MR GAGELER:   Yes.  Your Honour, I probably should stop talking at that point.  Behind tab 4 is the case of Nova Resources, not referred to by the Court of Appeal in the present case.  At the bottom of page 57 your Honours see a paragraph that begins, “Before dealing in detail”.  It is the entirety of that paragraph, except the last sentence, that expresses the policy of the Act as we would urge it, as it was urged to the Court of Appeal in the present case and which, if accepted, would strongly support the construction for which we contend.  If your Honours please, those are our submissions

KIRBY J:   Thank you, Mr Gageler.  What do you say, Mr Zelestis?

MR ZELESTIS:   May it please your Honours.  There are two significant aspects of the construction question which need to be understood.  The first is that, as I apprehend the argument which my learned friend seeks to make, is that it is not suggested that on the proper construction of the regulation an intention to mine is imported into it as an element with respect to activities which precede extractive mining.  One only has to contemplate for a moment how destructive of the intention of the regulation such a construction would be.

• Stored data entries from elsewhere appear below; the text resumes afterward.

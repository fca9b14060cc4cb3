//! HTTP-backed core search engine
//!
//! Each submitted request becomes one abortable tokio task. Cancelling
//! the returned handle aborts the task, which drops the completion
//! callback with it, so the caller never hears from a cancelled request.

use super::{
    CoreCallback, CorePayload, RequestHandle, RetrieveRequest, SearchCore, SearchRequest,
};
use crate::network::HttpClient;
use crate::results::SearchError;
use crate::task::Cancellable;
use futures::future::{AbortHandle, Abortable};
use serde_json::json;
use std::sync::Arc;
use tracing::{debug, warn};

/// Production [`SearchCore`] speaking JSON over HTTP.
pub struct RemoteSearchCore {
    http: HttpClient,
    runtime: tokio::runtime::Handle,
}

struct AbortOnCancel(AbortHandle);

impl Cancellable for AbortOnCancel {
    fn cancel(&self) {
        self.0.abort();
    }
}

impl RemoteSearchCore {
    pub fn new(http: HttpClient, runtime: tokio::runtime::Handle) -> Self {
        Self { http, runtime }
    }

    fn spawn(
        &self,
        path: String,
        body: serde_json::Value,
        callback: CoreCallback,
    ) -> RequestHandle {
        let http = self.http.clone();
        let (abort_handle, registration) = AbortHandle::new_pair();

        let request = async move {
            let outcome = execute(&http, &path, &body).await;
            callback(outcome);
        };
        self.runtime.spawn(Abortable::new(request, registration));

        RequestHandle::new(Arc::new(AbortOnCancel(abort_handle)))
    }
}

async fn execute(
    http: &HttpClient,
    path: &str,
    body: &serde_json::Value,
) -> Result<CorePayload, SearchError> {
    debug!(path, "submitting core request");
    let response = http
        .post_json(path, body)
        .await
        .map_err(|e| SearchError::Transport(e.to_string()))?;

    if !(200..300).contains(&response.status) {
        warn!(path, status = response.status, "core request failed");
        return Err(SearchError::backend(response.status, response.text));
    }

    let raw: serde_json::Value = serde_json::from_str(&response.text)
        .map_err(|e| SearchError::backend(response.status, format!("malformed payload: {e}")))?;
    let mut payload: CorePayload = serde_json::from_value(raw.clone())
        .map_err(|e| SearchError::backend(response.status, format!("malformed payload: {e}")))?;
    payload.raw = raw;
    Ok(payload)
}

impl SearchCore for RemoteSearchCore {
    fn submit_search(&self, request: SearchRequest, callback: CoreCallback) -> RequestHandle {
        let path = match request.context.api_surface {
            crate::context::ApiSurface::ReverseGeocode => "reverse".to_string(),
            crate::context::ApiSurface::Category => "category".to_string(),
            _ => "suggest".to_string(),
        };
        let body = json!({
            "input": request.input,
            "options": request.options,
            "session_id": request.context.session_id,
            "response_id": request.context.response_id,
        });
        self.spawn(path, body, callback)
    }

    fn submit_retrieve(
        &self,
        request: RetrieveRequest,
        callback: CoreCallback,
    ) -> RequestHandle {
        // A single token is an endpoint in its own right; multi-token
        // (details) requests go through the shared retrieve endpoint.
        let (path, body) = match request.tokens.as_slice() {
            [token] => (
                token.clone(),
                json!({
                    "options": request.options,
                    "session_id": request.context.session_id,
                    "response_id": request.context.response_id,
                }),
            ),
            tokens => (
                "retrieve".to_string(),
                json!({
                    "tokens": tokens,
                    "options": request.options,
                    "session_id": request.context.session_id,
                    "response_id": request.context.response_id,
                }),
            ),
        };
        self.spawn(path, body, callback)
    }
}

#[cfg(test)]
mod tests {
    use super::*;
    use crate::config::Settings;
    use crate::context::{ApiSurface, RequestContext, ResponseId, SessionId};
    use crate::engine::{CoreOptions, QueryInput};
    use std::sync::mpsc;
    use std::time::Duration;
    use wiremock::matchers::{method, path};
    use wiremock::{Mock, MockServer, ResponseTemplate};

    fn context(surface: ApiSurface) -> RequestContext {
        RequestContext::new(
            surface,
            SessionId("session-0".into()),
            ResponseId("response-0".into()),
        )
    }

    fn core_for(server: &MockServer) -> RemoteSearchCore {
        let settings = Settings {
            endpoint: server.uri(),
            ..Settings::default()
        };
        let http = HttpClient::new(&settings).unwrap();
        RemoteSearchCore::new(http, tokio::runtime::Handle::current())
    }

    #[tokio::test]
    async fn search_maps_successful_payload() {
        let server = MockServer::start().await;
        Mock::given(method("POST"))
            .and(path("/suggest"))
            .respond_with(ResponseTemplate::new(200).set_body_json(serde_json::json!({
                "entries": [{"id": "p1", "name": "Plaza", "coordinate": {"lon": 1.0, "lat": 2.0}}],
                "reproducible": true,
            })))
            .mount(&server)
            .await;

        let core = core_for(&server);
        let (tx, rx) = mpsc::channel();
        core.submit_search(
            SearchRequest {
                context: context(ApiSurface::Suggest),
                input: QueryInput::Text("plaza".into()),
                options: CoreOptions::default(),
            },
            Box::new(move |outcome| tx.send(outcome).unwrap()),
        );

        let payload = tokio::task::spawn_blocking(move || {
            rx.recv_timeout(Duration::from_secs(5)).unwrap()
        })
        .await
        .unwrap()
        .unwrap();
        assert_eq!(payload.entries.len(), 1);
        assert!(payload.reproducible);
        assert_eq!(payload.raw["entries"][0]["id"], "p1");
    }

    #[tokio::test]
    async fn single_token_retrieve_hits_the_action_endpoint() {
        let server = MockServer::start().await;
        Mock::given(method("POST"))
            .and(path("/retrieve/42"))
            .respond_with(ResponseTemplate::new(200).set_body_json(serde_json::json!({
                "entries": [{"id": "p42", "name": "Amphitheatre", "coordinate": {"lon": -122.08, "lat": 37.42}}],
            })))
            .expect(1)
            .mount(&server)
            .await;

        let core = core_for(&server);
        let (tx, rx) = mpsc::channel();
        core.submit_retrieve(
            RetrieveRequest {
                context: context(ApiSurface::Retrieve),
                tokens: vec!["retrieve/42".into()],
                options: CoreOptions::default(),
            },
            Box::new(move |outcome| tx.send(outcome).unwrap()),
        );

        let payload = tokio::task::spawn_blocking(move || {
            rx.recv_timeout(Duration::from_secs(5)).unwrap()
        })
        .await
        .unwrap()
        .unwrap();
        assert_eq!(payload.entries[0].id, "p42");
    }

    #[tokio::test]
    async fn server_failure_surfaces_as_backend_error() {
        let server = MockServer::start().await;
        Mock::given(method("POST"))
            .respond_with(ResponseTemplate::new(500).set_body_string("boom"))
            .mount(&server)
            .await;

        let core = core_for(&server);
        let (tx, rx) = mpsc::channel();
        core.submit_search(
            SearchRequest {
                context: context(ApiSurface::Suggest),
                input: QueryInput::Text("plaza".into()),
                options: CoreOptions::default(),
            },
            Box::new(move |outcome| tx.send(outcome).unwrap()),
        );

        let err = tokio::task::spawn_blocking(move || {
            rx.recv_timeout(Duration::from_secs(5)).unwrap()
        })
        .await
        .unwrap()
        .unwrap_err();
        assert!(err.is_server_error());
    }

    #[tokio::test]
    async fn unreachable_backend_surfaces_as_transport_error() {
        // Reserved port with nothing listening.
        let settings = Settings {
            endpoint: "http://127.0.0.1:9".into(),
            request_timeout: 1.0,
            ..Settings::default()
        };
        let http = HttpClient::new(&settings).unwrap();
        let core = RemoteSearchCore::new(http, tokio::runtime::Handle::current());

        let (tx, rx) = mpsc::channel();
        core.submit_search(
            SearchRequest {
                context: context(ApiSurface::Suggest),
                input: QueryInput::Text("plaza".into()),
                options: CoreOptions::default(),
            },
            Box::new(move |outcome| tx.send(outcome).unwrap()),
        );

        let outcome = tokio::task::spawn_blocking(move || {
            rx.recv_timeout(Duration::from_secs(10)).unwrap()
        })
        .await
        .unwrap();
        assert!(matches!(outcome, Err(SearchError::Transport(_))));
    }

    #[tokio::test]
    async fn cancelled_request_never_calls_back() {
        let server = MockServer::start().await;
        Mock::given(method("POST"))
            .respond_with(
                ResponseTemplate::new(200)
                    .set_body_json(serde_json::json!({"entries": []}))
                    .set_delay(Duration::from_secs(30)),
            )
            .mount(&server)
            .await;

        let core = core_for(&server);
        let (tx, rx) = mpsc::channel();
        let handle = core.submit_search(
            SearchRequest {
                context: context(ApiSurface::Suggest),
                input: QueryInput::Text("plaza".into()),
                options: CoreOptions::default(),
            },
            Box::new(move |outcome| tx.send(outcome).unwrap()),
        );
        handle.cancel();

        let silent = tokio::task::spawn_blocking(move || {
            rx.recv_timeout(Duration::from_millis(500)).is_err()
        })
        .await
        .unwrap();
        assert!(silent, "cancelled request must not deliver a callback");
    }
}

We accept, of course, that the concept of mining that is employed here includes exploration, fossicking and doing a lot of practical things short of extractive mining.  It also, of course, includes extractive mining.  But one needs to understand the nature of the process of mining.  It will usually involve beginning with a degree of exploration.  That may progress to drilling.  There will then usually be a period of assessment of results in which nothing happens in the field but a lot happens in offices where people apply intellectual skills and computer programs and analyse the results of the drilling.

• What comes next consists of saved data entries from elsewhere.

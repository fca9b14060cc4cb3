//! GeoSearch SDK: client-side place search with a cancellable two-phase
//! suggest/retrieve protocol
//!
//! An application submits a text query (or a reverse-geocoding point),
//! receives lightweight [`Suggestion`]s, and resolves a chosen
//! suggestion into a full [`SearchResult`], possibly via a second
//! round trip to the core search engine. Every asynchronous entry point
//! returns a [`CancellableTask`]; callbacks fire exactly once and
//! cancellation propagates to whatever the operation wraps.

pub mod client;
pub mod config;
pub mod context;
pub mod dispatch;
pub mod engine;
pub mod network;
pub mod results;
pub mod task;

pub use client::SearchEngineClient;
pub use config::Settings;
pub use dispatch::CallbackDispatcher;
pub use results::{ResponseEnvelope, SearchError, SearchResult, Suggestion};
pub use task::{Cancellable, CancellableTask};

/// Library version
pub const VERSION: &str = env!("CARGO_PKG_VERSION");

KIRBY J:   Not indefinitely, one would think.  Not indefinitely.  I mean, the reference in that definition to five years indicates that Parliament has a sort of time meter going here.  Mr Gageler was ultimately driven by Justice Hayne’s question to a point where I thought he said, “Well, we are not introducing a strict time element, but you get to a point where, if you are just doing nothing but maintaining your resource or your capital asset, that is destructive of the scheme and purpose of the Act and that that is something the Court of Appeal did not address”.

MR ZELESTIS:   The question is whether that finds expression as a construction which imports the notion of intention.  What I am seeking to elucidate is the proposition that there is a very important distinction in this context not brought out by our opponents, indeed, criticised when they respond to our submissions, between intention and purpose.  A miner at the point of studying data, thinking about how one might design a mining process, seeking to raise capital and thinking about how one might raise capital may be doing things in a sense for the purpose of mining without having anything that qualifies as an intention to mine.  That concept is very different.

Here in this case there is an element of perversity within the case which the applicants seek to put against us because, as your Honour Justice Kirby has pointed out, the very purpose of the not inconsiderable expenditure which Grange was carrying out on this tenement – or Horseshoe, its subsidiary, was carrying out – was for the purpose of keeping open the possibility of mining.  That was the purpose.  There was no intention to mine in the sense that there was a specific plan that mining in the extractive and processing sense was to occur, but, as a matter of purpose ‑ ‑ ‑

KIRBY J:   Did you seek before Warden Calder to demonstrate that you were analysing rock samples and doing things anterior to taking the matter further?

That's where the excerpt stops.